I know it sounds unbelievable, but most of us never would have believed the government would lock the country down for years over a virus either.

Canada is marching toward a national catastrophe as the government refuses to even consider reducing the immigration numbers while our housing construction lags.

This isn’t a matter of opinion. It’s simple math.

The Trudeau government plans to bring nearly 1.5 million immigrants into Canada in the next three years, while we expect to construct about 700,000 new housing units over that period. Where on earth does the government think we are going to put the new Canadians?

Canada is a winter country. It’s not as if we can set up massive tent camps to hold immigrants for a few years while we figure out what to do with them. People need shelter with solid walls and heat for six months per year.

So, what is the plan?

Will we house the immigrants in community halls and gymnasiums?

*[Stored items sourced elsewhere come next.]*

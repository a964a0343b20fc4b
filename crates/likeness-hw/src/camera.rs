//! V4L2 capture through the `v4l` crate.

use crate::frame::{self, GrayFrame};
use std::path::Path;
use std::time::Instant;
use thiserror::Error;
use v4l::buffer::Type as BufType;
use v4l::capability::Flags;
use v4l::io::traits::CaptureStream;
use v4l::prelude::*;
use v4l::video::Capture;
use v4l::FourCC;

const STREAM_BUFFERS: u32 = 4;
const MAX_DEVICE_INDEX: u32 = 16;

#[derive(Error, Debug)]
pub enum CameraError {
    #[error("no such device: {0}")]
    DeviceNotFound(String),
    #[error("{0} is busy")]
    DeviceBusy(String),
    #[error("{0} is not a video capture device")]
    CaptureNotSupported(String),
    #[error("format negotiation failed: {0}")]
    FormatNegotiationFailed(String),
    #[error("capture failed: {0}")]
    CaptureFailed(String),
    #[error(transparent)]
    Frame(#[from] frame::FrameError),
}

/// A V4L2 node that supports video capture.
#[derive(Debug, Clone)]
pub struct DeviceInfo {
    pub path: String,
    pub name: String,
    pub driver: String,
    pub bus: String,
}

/// Pixel layouts the camera can convert to 8-bit luma.
#[derive(Debug, Clone, Copy, PartialEq, Eq)]
pub enum PixelFormat {
    Yuyv,
    Grey,
    Y16,
}

impl PixelFormat {
    fn from_fourcc(fourcc: FourCC) -> Option<Self> {
        match &fourcc.repr {
            b"YUYV" => Some(PixelFormat::Yuyv),
            b"GREY" => Some(PixelFormat::Grey),
            b"Y16 " | b"Y16\0" => Some(PixelFormat::Y16),
            _ => None,
        }
    }

    fn to_luma(self, buf: &[u8], width: u32, height: u32) -> Result<Vec<u8>, frame::FrameError> {
        match self {
            PixelFormat::Yuyv => frame::yuyv_to_grayscale(buf, width, height),
            PixelFormat::Grey => frame::grey_to_grayscale(buf, width, height),
            PixelFormat::Y16 => frame::y16_to_grayscale(buf, width, height),
        }
    }
}

/// Streaming camera handle.
///
/// The mmap stream starts lazily on the first [`next_frame`](Self::next_frame)
/// and stops on [`release`](Self::release) or drop.
pub struct Camera {
    stream: Option<MmapStream<'static>>,
    device: Device,
    pub device_path: String,
    pub width: u32,
    pub height: u32,
    pub fourcc: FourCC,
    format: PixelFormat,
}

impl Camera {
    /// Open `device_path` and ask for `width`×`height`.
    pub fn open(device_path: &str, width: u32, height: u32) -> Result<Self, CameraError> {
        if !Path::new(device_path).exists() {
            return Err(CameraError::DeviceNotFound(device_path.to_string()));
        }
        let device = Device::with_path(device_path).map_err(|e| {
            let msg = e.to_string();
            if msg.contains("busy") || msg.contains("EBUSY") {
                CameraError::DeviceBusy(device_path.to_string())
            } else {
                CameraError::DeviceNotFound(format!("{device_path}: {msg}"))
            }
        })?;

        let caps = device
            .query_caps()
            .map_err(|e| CameraError::CaptureFailed(format!("querying capabilities: {e}")))?;
        if !caps.capabilities.contains(Flags::VIDEO_CAPTURE) {
            return Err(CameraError::CaptureNotSupported(device_path.to_string()));
        }

        let (negotiated, format) = negotiate(&device, width, height)?;
        tracing::info!(
            device = device_path,
            card = %caps.card,
            width = negotiated.width,
            height = negotiated.height,
            fourcc = ?negotiated.fourcc,
            "camera opened"
        );

        Ok(Self {
            stream: None,
            device,
            device_path: device_path.to_string(),
            width: negotiated.width,
            height: negotiated.height,
            fourcc: negotiated.fourcc,
            format,
        })
    }

    /// Block until the driver hands over the next frame.
    pub fn next_frame(&mut self) -> Result<GrayFrame, CameraError> {
        let stream = match &mut self.stream {
            Some(stream) => stream,
            slot => {
                let stream = MmapStream::with_buffers(&self.device, BufType::VideoCapture, STREAM_BUFFERS)
                    .map_err(|e| CameraError::CaptureFailed(format!("starting stream: {e}")))?;
                tracing::debug!(device = %self.device_path, "stream started");
                slot.insert(stream)
            }
        };

        let (buf, meta) = stream
            .next()
            .map_err(|e| CameraError::CaptureFailed(format!("dequeuing buffer: {e}")))?;
        let data = self.format.to_luma(buf, self.width, self.height)?;

        Ok(GrayFrame {
            data,
            width: self.width,
            height: self.height,
            sequence: meta.sequence,
            timestamp: Instant::now(),
        })
    }

    /// Stop streaming and unmap the buffers. The device stays open.
    pub fn release(&mut self) {
        if self.stream.take().is_some() {
            tracing::info!(device = %self.device_path, "camera released");
        }
    }

    /// Capture-capable nodes among `/dev/video0` .. `/dev/video15`.
    pub fn list_devices() -> Vec<DeviceInfo> {
        (0..MAX_DEVICE_INDEX)
            .map(|i| format!("/dev/video{i}"))
            .filter(|path| Path::new(path).exists())
            .filter_map(|path| {
                let caps = Device::with_path(&path).ok()?.query_caps().ok()?;
                caps.capabilities.contains(Flags::VIDEO_CAPTURE).then(|| DeviceInfo {
                    path,
                    name: caps.card,
                    driver: caps.driver,
                    bus: caps.bus,
                })
            })
            .collect()
    }
}

impl Drop for Camera {
    fn drop(&mut self) {
        self.release();
    }
}

/// Request YUYV at the given size; keep whatever supported layout the driver
/// settles on.
fn negotiate(device: &Device, width: u32, height: u32) -> Result<(v4l::Format, PixelFormat), CameraError> {
    let mut requested = device
        .format()
        .map_err(|e| CameraError::FormatNegotiationFailed(format!("reading format: {e}")))?;
    requested.fourcc = FourCC::new(b"YUYV");
    requested.width = width;
    requested.height = height;

    let negotiated = device
        .set_format(&requested)
        .map_err(|e| CameraError::FormatNegotiationFailed(format!("setting format: {e}")))?;
    let format = PixelFormat::from_fourcc(negotiated.fourcc).ok_or_else(|| {
        CameraError::FormatNegotiationFailed(format!(
            "driver chose {:?}, which is not YUYV, GREY or Y16",
            negotiated.fourcc
        ))
    })?;
    Ok((negotiated, format))
}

That won’t be sustainable for long.

Not all immigrants are destitute. Many immigrants have funds and will find homes in the existing market. That will push rents and purchase prices even higher though and Canada is already experiencing a housing affordability crisis.

Then there is the healthcare shortage. Waiting lists for treatments in Canada are already long and it’s nearly impossible for people to find a family doctor. How will bringing in millions of new Canadians impact that in years to come?

Tensions will build between current Canadians and new immigrants as citizens find themselves pushed into potential homelessness by the immigration surge. This isn’t fair to immigrants who are simply seeking a new life and home, but let’s not pretend this won’t happen. The ire of course should be directed at legislators who refuse to back down on the ridiculous immigration targets.

So why is the government so hung up on bringing in millions of people when we clearly don’t have the infrastructure and services to handle them?

The Trudeau government has created a budgetary pyramid scheme.

With massive increases in deficit spending, the government needs to try and pump the economy through immigration or it will crash. It is an artificial way to buy prosperity and like any pyramid scheme, eventually the bottom will be too wide to sustain growth and the structure will collapse.

Most of the top decision makers are hoping and assuming they will have retreated to their retirement destinations before it all falls apart. Cold comfort for the commoners.

The push to force citizens to rent out rooms in their homes will start as a soft sell. In fact, it has already begun.

In Nova Scotia, their housing minister has pointed out there are 130,000 vacant bedrooms across the province that could be rented out to ease the housing crisis. This is troublesome on a couple fronts.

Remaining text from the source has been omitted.